Временные деревянные трибуны, заполненные людьми, окружали беговую дорожку. Юстина удивлялась, откуда взялось столько людей и почему так мало из них пришло в театр. Она вздыхала, думая об этом
Драма никогда не занимала умы публики как чисто национальное развлечение.
Посмотрите, как сегодня люди собрались на хрупких сценах, ярус за ярусом, прижавшись друг к другу так, что едва хватало места, чтобы дышать.
И всё же сегодня вечером в маленьком театре будет достаточно места, опасалась Юстина, несмотря на огромную привлекательность и беспрецедентное сочетание талантов, о которых говорилось в афишах.
Но после этого вздоха по поводу забытой драмы Джастина отдалась наслаждению текущего момента и была в высшей степени довольна. Джеймс
Он рассказал ей всё о лошадях: как одна из них добилась больших успехов в Ньюмаркете, как другая выиграла Честерский кубок. Он показал ей
цвета, всё объяснил, и скачки стали для неё ещё интереснее.
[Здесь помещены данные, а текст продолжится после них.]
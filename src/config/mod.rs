// Configuration module
// Loads and validates service settings from a TOML file with env overrides

pub mod settings;

pub use settings::{
    CacheConfig, CompletionConfig, Config, ConfigError, EmbeddingConfig, RetrievalConfig,
    ServerConfig, SessionConfig, VectorStoreConfig,
};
Мистер Демпсон вышел из кареты, чтобы немного размять ноги, как он сказал, и посмотреть, кто участвует в забеге. Но на самом деле он вышел, потому что был человеком непостоянным и быстро уставал от бездействия. Мистер Элгуд посвятил себя исключительно миссис Демпсон, «Виллерой», как он её называл, поскольку был больше привычен к её профессиональному псевдониму, чем к имени, которое она носила
блистательны в семейной жизни. Так что Джеймс и Юстина были предоставлены сами себе и вели себя так, словно были помолвлены уже очень давно, что Юстина делала совершенно неосознанно, ведь она мало что знала о настоящих влюблённых и их поведении.
Внезапно на ипподроме поднялась суматоха, и пешеходы начали расходиться.
Один или два полицейских скакали взад-вперёд, а распорядитель ипподрома в алом камзоле и оленьих штанах быстро скакал по траве.
Затем с улюлюканьем и оскорблениями провезли собаку, снова зазвонили колокола, начался предварительный галоп, а затем и скачки.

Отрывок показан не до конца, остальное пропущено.